Garod Sasunyan
Bilindiği gibi Türkiye’de 24 Haziran’da seçim yapılacak. Bu seçimlere daha önce İstanbul’dan HDP’den (Halkların demokrasi Partisi) aday olmuştu. Garo Paylan 24 Haziran 2018 tarihinde yapılacak milletvekili seçimlerine yine aynı partiden (HDP) ancak bu sefer Diyarbakır’dan aday oldu. Akunq muhabiri Garod Sasunian Garo Paylan ile Diyarbakır’da bir röportaj gerçekleştirdi. Garod Sasunian röportaja başlamadan önce kendisine şans getirmesi ve Sasunluların kendisine destek vereceklerini simgeleyen Sasun Spor’a ait bir atkı hediye etti. Garo Paylan bu hediyeyi ve Sasunluların desteğini aldığı için teşekkür etti.
-Sayın Paylan, Siz daha önce İstanbul’dan aday olup milletvekili oldunuz. Bu sefer neden İstanbul yerine Diyarbakır’dan aday oldunuz?
-Biliyorsunuz şuanda Ermenilerin, Rumların, Süryanilerin, Yahudilerin Türkiye’de kalan ve kendini Ermeni, Süryani, Rum, Yahudi olarak tanımlayanların büyük çoğunluğu İstanbul’da yaşıyorlar. Ancak Anadolu’da tabii ki pek çok Ermeni’yim diyen insan var. Belki yüzbinlerce insan var. Ama bunlar çok fazla bilinmiyorlar. Ben geçen dönem İstanbul’dan milletvekili seçildim. Ben yalnızca İstanbul’un vekili değil, Türkiye’nin milletvekili ve dünyadaki Ermenilerin milletvekili olarak ve bütün Türkiye’deki insanların milletvekili olarak çalıştım. Ama ben Malatyalıyım. Her zaman kendimi Malatyalı hissettim. Diyarbakır’da da yıllarca çalıştım. Diyarbakır’daki çok kültürlüğü tekrar hayata geçirmek için mücadele verdim. Bu anlamda da Diyarbakır’da, Diyarbakırlı bir milletvekili olmaktan gurur duyuyorum. Ve burada kendimi toprağıma daha yakın hissediyorum. Ama dediğim gibi Türkiye’nin her yeri benim toprağım. Veya bölgenin her yeri benim toprağım. Ben yalnızca tek bir yerin milletvekili değil, HDP’nin ve Türkiye’nin Ermeni milletvekili olarak bütün halkların kardeşliği için mücadele edeceğim.
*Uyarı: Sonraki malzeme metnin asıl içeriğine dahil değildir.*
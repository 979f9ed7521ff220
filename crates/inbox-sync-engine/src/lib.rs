//! Client-side realtime sync engine for a user's notification inbox.
//!
//! ```text
//! mark_as_read ─▶ MutationQueue ─▶ MutationExecutor ─┐
//!                                                    ├─▶ InboxCache ─▶ InboxSnapshot
//! ChannelLease ─▶ EventProcessor ─▶ DedupStore ──────┘        ▲
//!                                                             │
//! refresh ─▶ NotificationsApi ─▶ FreezeController ────────────┘
//! ```
//!
//! Three unordered sources feed one cache: paginated list fetches, the
//! unread-count fetch, and the realtime change stream. Local mutations are
//! applied optimistically and rolled back on failure. [`NotificationInbox`]
//! is the entry point.

pub mod cache;
mod dedup;
mod error;
mod event_processor;
mod executor;
mod facade;
mod freeze;
mod mutation_queue;
mod network;
mod session;
mod snapshot;

pub use cache::{CacheState, InboxCache};
pub use dedup::{DedupStore, DEFAULT_CAPACITY, DEFAULT_RETENTION};
pub use error::{SyncError, SyncResult};
pub use event_processor::{EventProcessor, ProcessOutcome};
pub use executor::{MutationExecutor, MutationKind};
pub use facade::{realtime_options, NotificationInbox};
pub use freeze::{FreezeController, DEFAULT_GRACE};
pub use mutation_queue::MutationQueue;
pub use network::{AlwaysOnline, NetworkMonitor, ToggleNetwork};
pub use snapshot::InboxSnapshot;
-Türkiye’nin şimdiki siyasi durumunu nasıl değerlendirirsiniz?
-Şu anda Türkiye önemli bir kavşakta. Yıllardır tek adam baskı rejimi, hepimizi susturmaya çalışıyor ve şimdi bütün yaptıklarını da seçime götürüyor. Diyor ki; bunları evet mi, hayır mı diyorsun? Ben Türkiye toplumunun, tek adam rejimine hayır diyeceğini düşünüyorum. Çünkü referandumda bu mesele tam olarak anlaşılmamıştı ama artık gördük. Tek adam rejiminin ne demek olduğunu, siyasi bir kriz ekonomik bir kriz olduğunu herkes gördü. Ve bu anlamda, toplumumuzun 24 Haziran’da tek adam rejimine hayır diyeceğini düşünüyorum. Önemli bir kavşaktayız. Ve biz o tek adam Diktasını (Diktatörlük) durduracağız.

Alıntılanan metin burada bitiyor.